« Des sentiments d’amour » par Diapason

La totalité de ce que Billie Holiday a confié à la cire est connu. Si votre choix s’est fixé sur la sélection éclairée plutôt que sur l’intégrale, ce double volume vous comblera, même s’il faut y ajouter une condition sine qua non : y joindre le double CD Billie Holiday/Lester Young, chez le même éditeur, et également composé par Alain Gerber, qui a pris la peine « de limiter ici au minimum les fruits de d’un des mariages esthétiques les plus réussis de la musique afro américaine ». Billie Holiday a suscité plus qu’aucune autre vocaliste de jazz des sentiments d’amour. Ses consoeurs ont fait naître l’admiration, le respect, l’envie ; elle éveille en nous la fêlure, le souvenir de la souffrance et des réveils désenchantés. Ses tendances à l’autodestruction sont connues. Pourtant, elle ne nous parlait que d’amour. Elle faisait des vœux candides (I Wished On The Moon, qui ouvre le premier disque), nous disait qu’elle s’en sortirait (I’ll Get By), avant de s’abandonner à l’amère résignation (Don’t Explain, des années Decca, qui clôt le deuxième CD).
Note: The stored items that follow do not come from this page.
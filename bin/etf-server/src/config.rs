//! Server configuration, loaded from environment variables at startup.

use std::time::Duration;

/// Secret used when `JWT_SECRET_KEY` is not set. Only suitable for local runs.
pub const DEV_JWT_SECRET: &str = "etf-backend-dev-secret";

/// Runtime configuration for etf-server.
///
/// Every field has a sensible default so the server works out-of-the-box
/// without any environment variables set.
#[derive(Debug, Clone)]
pub struct Config {
    /// TCP address to bind (default: `"0.0.0.0:8000"`).
    pub bind_address: String,

    /// sqlx SQLite URL (default: `"sqlite://app.db"`).
    pub database_url: String,

    /// `tracing` filter string, e.g. `"info"` or `"debug,tower_http=warn"`.
    pub log_level: String,

    /// When `true`, emit log records as newline-delimited JSON.
    pub log_json: bool,

    /// Directory for daily-rolling log files. Stdout only when unset.
    pub log_dir: Option<String>,

    /// Comma-separated list of allowed CORS origins. `None` allows any origin.
    pub cors_allowed_origins: Option<String>,

    /// Serve Swagger UI at `/swagger-ui`.
    pub enable_swagger: bool,

    pub jwt_secret: String,

    /// Access-token lifetime in minutes.
    pub access_token_expire_minutes: i64,

    /// Base URL of the external AI analysis service.
    pub ai_service_url: String,

    pub ai_max_retries: u32,

    /// Pause between AI service retries.
    pub ai_retry_delay: Duration,

    /// Connect and per-read limit for AI calls; also the total limit of `/analyze`.
    pub ai_request_timeout: Duration,

    /// Keyword score at or above which an analysis without history triggers a notification.
    pub ai_analysis_threshold: f64,

    /// Number of past chat messages replayed into each prompt.
    pub chat_history_limit: i64,

    pub scheduler_enabled: bool,

    /// Seconds between investment-day checks.
    pub scheduler_interval: Duration,

    /// Hours east of UTC used for "today" (default: 9, KST).
    pub timezone_offset_hours: i32,

    pub sendgrid_api_key: Option<String>,
    pub sendgrid_from_email: String,
    pub sendgrid_from_name: String,
}

impl Config {
    /// Build [`Config`] from environment variables, falling back to defaults.
    pub fn from_env() -> Self {
        Self {
            bind_address: env_or("ETF_BIND", "0.0.0.0:8000"),
            database_url: env_or("ETF_DATABASE_URL", "sqlite://app.db"),
            log_level: env_or("ETF_LOG", "info"),
            log_json: parse_bool("ETF_LOG_JSON", false),
            log_dir: env_opt("ETF_LOG_DIR"),
            cors_allowed_origins: env_opt("ETF_CORS_ORIGINS"),
            enable_swagger: parse_bool("ETF_ENABLE_SWAGGER", true),
            jwt_secret: env_or("JWT_SECRET_KEY", DEV_JWT_SECRET),
            access_token_expire_minutes: parse_env("ACCESS_TOKEN_EXPIRE_MINUTES", 30),
            ai_service_url: env_or("ETF_AI_SERVICE_URL", "http://localhost:8001"),
            ai_max_retries: parse_env("AI_SERVICE_MAX_RETRIES", 3),
            ai_retry_delay: Duration::from_secs(parse_env("AI_SERVICE_RETRY_DELAY", 5)),
            ai_request_timeout: Duration::from_secs(parse_env("AI_SERVICE_TIMEOUT", 60)),
            ai_analysis_threshold: parse_env("AI_ANALYSIS_THRESHOLD", 0.7),
            chat_history_limit: parse_env("CHAT_HISTORY_LIMIT", 20),
            scheduler_enabled: parse_bool("SCHEDULER_ENABLED", true),
            scheduler_interval: Duration::from_secs(parse_env("SCHEDULER_INTERVAL", 3600)),
            timezone_offset_hours: parse_env("TIMEZONE_OFFSET", 9),
            sendgrid_api_key: env_opt("SENDGRID_API_KEY"),
            sendgrid_from_email: env_or("SENDGRID_FROM_EMAIL", "noreply@etfapp.com"),
            sendgrid_from_name: env_or("SENDGRID_FROM_NAME", "ETF 투자 관리팀"),
        }
    }

    /// Configuration for tests: in-memory database, no scheduler, no e-mail.
    pub fn for_tests() -> Self {
        Self {
            database_url: "sqlite::memory:".to_owned(),
            enable_swagger: false,
            jwt_secret: "test-secret".to_owned(),
            ai_retry_delay: Duration::from_millis(0),
            ai_max_retries: 1,
            scheduler_enabled: false,
            sendgrid_api_key: None,
            ..Self::from_defaults()
        }
    }

    fn from_defaults() -> Self {
        Self {
            bind_address: "127.0.0.1:0".to_owned(),
            database_url: "sqlite://app.db".to_owned(),
            log_level: "info".to_owned(),
            log_json: false,
            log_dir: None,
            cors_allowed_origins: None,
            enable_swagger: true,
            jwt_secret: DEV_JWT_SECRET.to_owned(),
            access_token_expire_minutes: 30,
            ai_service_url: "http://localhost:8001".to_owned(),
            ai_max_retries: 3,
            ai_retry_delay: Duration::from_secs(5),
            ai_request_timeout: Duration::from_secs(60),
            ai_analysis_threshold: 0.7,
            chat_history_limit: 20,
            scheduler_enabled: true,
            scheduler_interval: Duration::from_secs(3600),
            timezone_offset_hours: 9,
            sendgrid_api_key: None,
            sendgrid_from_email: "noreply@etfapp.com".to_owned(),
            sendgrid_from_name: "ETF 투자 관리팀".to_owned(),
        }
    }
}

// ── private helpers ──────────────────────────────────────────────────────────

fn env_or(key: &str, default: &str) -> String {
    std::env::var(key).unwrap_or_else(|_| default.to_owned())
}

fn env_opt(key: &str) -> Option<String> {
    std::env::var(key).ok().filter(|v| !v.trim().is_empty())
}

fn parse_bool(key: &str, default: bool) -> bool {
    std::env::var(key)
        .map(|v| v == "1" || v.eq_ignore_ascii_case("true"))
        .unwrap_or(default)
}

fn parse_env<T: std::str::FromStr>(key: &str, default: T) -> T {
    std::env::var(key)
        .ok()
        .and_then(|v| v.parse().ok())
        .unwrap_or(default)
}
Nous n’avons pas éprouvé le quart de la moitié du commencement de ce qu’elle a enduré. Néanmoins, en choisissant de l’écouter, nous avons l’impression que c’est elle qui nous a pris pour complice et confident. Peut-être est-ce pour cela que nous n’arrivons pas à nous remettre de n’avoir jamais pu la consoler.